*** Begin section ***
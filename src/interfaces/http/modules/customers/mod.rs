//! Customer profiles: self-service and staff administration

pub mod dto;
pub mod handlers;

pub use dto::*;
pub use handlers::*;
*** End section ***
# Your goal
Please copy the data above in its entirety, exactly as written.

# Output for this task
filename src/interfaces/http/modules/customers/mod.rs
//! Customer profiles: self-service and staff administration

pub mod dto;
pub mod handlers;

pub use dto::*;
pub use handlers::*;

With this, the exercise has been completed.